//! File-backed configuration store.
//!
//! Each record lives in its own file named `<name>.<suffix>` directly inside
//! the storage root:
//!
//! ```text
//! <storage root>/
//!   wg0.conf       <- record "wg0"
//!   office.conf    <- record "office"
//!   notes.txt      <- not managed: never listed, never touched
//! ```
//!
//! The storage root is injected by the host. This module never creates it and
//! never reads a global location, so tests can point a store at a throwaway
//! directory.
//!
//! # Write semantics
//!
//! `create` opens with `create_new`, which fails atomically when the file is
//! already there, so an existing record cannot be overwritten by a racing
//! `create`. `save` opens an existing file with `truncate`, so shorter content
//! never leaves a tail of the previous content behind. Neither write is
//! crash-atomic: if `write_all` fails halfway the file holds a partial record.

use std::collections::HashSet;
use std::fs::{self, DirEntry, File, OpenOptions};
use std::io::{self, Write};
use std::path::{Path, PathBuf};

use tracing::{debug, trace};

use super::{ConfigStore, StoreError};
use crate::domain::name::{NameError, RecordName};

/// Suffix of managed configuration files when none is given.
pub const DEFAULT_SUFFIX: &str = "conf";

/// Longest file name accepted by common filesystems (ext4, APFS, NTFS).
const MAX_FILE_NAME_BYTES: usize = 255;

/// [`ConfigStore`] keeping one file per record inside a storage root.
#[derive(Debug, Clone)]
pub struct FileConfigStore {
    root: PathBuf,
    /// The suffix including its leading dot, e.g. `".conf"`.
    extension: String,
}

impl FileConfigStore {
    /// Creates a store managing `<name>.conf` files in `root`.
    pub fn new(root: impl Into<PathBuf>) -> Self {
        Self {
            root: root.into(),
            extension: format!(".{DEFAULT_SUFFIX}"),
        }
    }

    /// Creates a store managing `<name>.<suffix>` files in `root`.
    ///
    /// A single leading dot on `suffix` is ignored, so `"cfg"` and `".cfg"`
    /// are equivalent.
    ///
    /// # Errors
    ///
    /// Returns [`StoreError::InvalidSuffix`] if the suffix is empty or would
    /// not be a safe file name component.
    pub fn with_suffix(root: impl Into<PathBuf>, suffix: &str) -> Result<Self, StoreError> {
        let bare = suffix.strip_prefix('.').unwrap_or(suffix);
        if RecordName::new(bare).is_err() {
            return Err(StoreError::InvalidSuffix(suffix.to_string()));
        }
        Ok(Self {
            root: root.into(),
            extension: format!(".{bare}"),
        })
    }

    /// The directory holding the managed files.
    pub fn root(&self) -> &Path {
        &self.root
    }

    /// The managed suffix without its leading dot.
    pub fn suffix(&self) -> &str {
        &self.extension[1..]
    }

    /// Resolves the file backing `name`.
    ///
    /// # Errors
    ///
    /// Returns [`StoreError::InvalidName`] if `name` is not a valid
    /// [`RecordName`] or the resulting file name is too long.
    pub fn path_for(&self, name: &str) -> Result<PathBuf, StoreError> {
        let invalid = |source: NameError| StoreError::InvalidName {
            name: name.to_string(),
            source,
        };

        let record = RecordName::new(name).map_err(invalid)?;
        let file_name = format!("{record}{}", self.extension);
        if file_name.len() > MAX_FILE_NAME_BYTES {
            return Err(invalid(NameError::TooLong {
                max: MAX_FILE_NAME_BYTES - self.extension.len(),
            }));
        }
        Ok(self.root.join(file_name))
    }

    /// Returns the record name for `entry`, or `None` if the entry is not a
    /// managed configuration file.
    fn managed_name(&self, entry: &DirEntry) -> Option<String> {
        let file_name = entry.file_name().into_string().ok()?;
        let stem = file_name.strip_suffix(self.extension.as_str())?;

        if RecordName::new(stem).is_err() {
            trace!(file = %file_name, "skipping entry with unusable name");
            return None;
        }
        if !entry.path().is_file() {
            trace!(file = %file_name, "skipping entry that is not a regular file");
            return None;
        }
        Some(stem.to_string())
    }
}

/// Maps an open/read failure to `NotFound` when the file is missing.
fn missing_or_io(name: &str, path: PathBuf, source: io::Error) -> StoreError {
    if source.kind() == io::ErrorKind::NotFound {
        StoreError::NotFound {
            name: name.to_string(),
        }
    } else {
        StoreError::Io { path, source }
    }
}

fn write_content(mut file: File, path: PathBuf, content: &str) -> Result<(), StoreError> {
    file.write_all(content.as_bytes())
        .map_err(|source| StoreError::Io { path, source })
}

impl ConfigStore for FileConfigStore {
    fn create(&self, name: &str, content: String) -> Result<String, StoreError> {
        let path = self.path_for(name)?;
        debug!(name, path = %path.display(), "creating configuration");

        let file = OpenOptions::new()
            .write(true)
            .create_new(true)
            .open(&path)
            .map_err(|source| {
                if source.kind() == io::ErrorKind::AlreadyExists {
                    StoreError::Conflict {
                        name: name.to_string(),
                    }
                } else {
                    StoreError::Io {
                        path: path.clone(),
                        source,
                    }
                }
            })?;

        write_content(file, path, &content)?;
        Ok(content)
    }

    fn save(&self, name: &str, content: String) -> Result<String, StoreError> {
        debug!(name, "requested save for configuration");
        let path = self.path_for(name)?;

        if !path.is_file() {
            return Err(StoreError::NotFound {
                name: name.to_string(),
            });
        }

        // No `create(true)`: if the file vanished since the check, fail
        // rather than resurrect the record.
        let file = OpenOptions::new()
            .write(true)
            .truncate(true)
            .open(&path)
            .map_err(|source| missing_or_io(name, path.clone(), source))?;

        write_content(file, path, &content)?;
        Ok(content)
    }

    fn load(&self, name: &str) -> Result<String, StoreError> {
        let path = self.path_for(name)?;

        // A directory under a managed name is not a record.
        if path.is_dir() {
            return Err(StoreError::NotFound {
                name: name.to_string(),
            });
        }
        fs::read_to_string(&path).map_err(|source| missing_or_io(name, path, source))
    }

    fn delete(&self, name: &str) -> Result<(), StoreError> {
        let path = self.path_for(name)?;
        debug!(name, path = %path.display(), "deleting configuration");
        fs::remove_file(&path).map_err(|source| StoreError::Io { path, source })
    }

    fn enumerate(&self) -> Result<HashSet<String>, StoreError> {
        let entries = match fs::read_dir(&self.root) {
            Ok(entries) => entries,
            Err(e) if e.kind() == io::ErrorKind::NotFound => {
                debug!(root = %self.root.display(), "storage root absent, no configurations");
                return Ok(HashSet::new());
            }
            Err(source) => {
                return Err(StoreError::Io {
                    path: self.root.clone(),
                    source,
                })
            }
        };

        let mut names = HashSet::new();
        for entry in entries {
            let entry = entry.map_err(|source| StoreError::Io {
                path: self.root.clone(),
                source,
            })?;
            if let Some(name) = self.managed_name(&entry) {
                names.insert(name);
            }
        }
        Ok(names)
    }
}

// ── Tests ─────────────────────────────────────────────────────────────────────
++++
Task to complete
Everything from the line containing "fn load(&self, name: &str)" to the end of the listing above must be returned exactly. Both end lines belong in it.

Answer space
    fn load(&self, name: &str) -> Result<String, StoreError> {
        let path = self.path_for(name)?;

        // A directory under a managed name is not a record.
        if path.is_dir() {
            return Err(StoreError::NotFound {
                name: name.to_string(),
            });
        }
        fs::read_to_string(&path).map_err(|source| missing_or_io(name, path, source))
    }

    fn delete(&self, name: &str) -> Result<(), StoreError> {
        let path = self.path_for(name)?;
        debug!(name, path = %path.display(), "deleting configuration");
        fs::remove_file(&path).map_err(|source| StoreError::Io { path, source })
    }

    fn enumerate(&self) -> Result<HashSet<String>, StoreError> {
        let entries = match fs::read_dir(&self.root) {
            Ok(entries) => entries,
            Err(e) if e.kind() == io::ErrorKind::NotFound => {
                debug!(root = %self.root.display(), "storage root absent, no configurations");
                return Ok(HashSet::new());
            }
            Err(source) => {
                return Err(StoreError::Io {
                    path: self.root.clone(),
                    source,
                })
            }
        };

        let mut names = HashSet::new();
        for entry in entries {
            let entry = entry.map_err(|source| StoreError::Io {
                path: self.root.clone(),
                source,
            })?;
            if let Some(name) = self.managed_name(&entry) {
                names.insert(name);
            }
        }
        Ok(names)
    }
}

// ── Tests ─────────────────────────────────────────────────────────────────────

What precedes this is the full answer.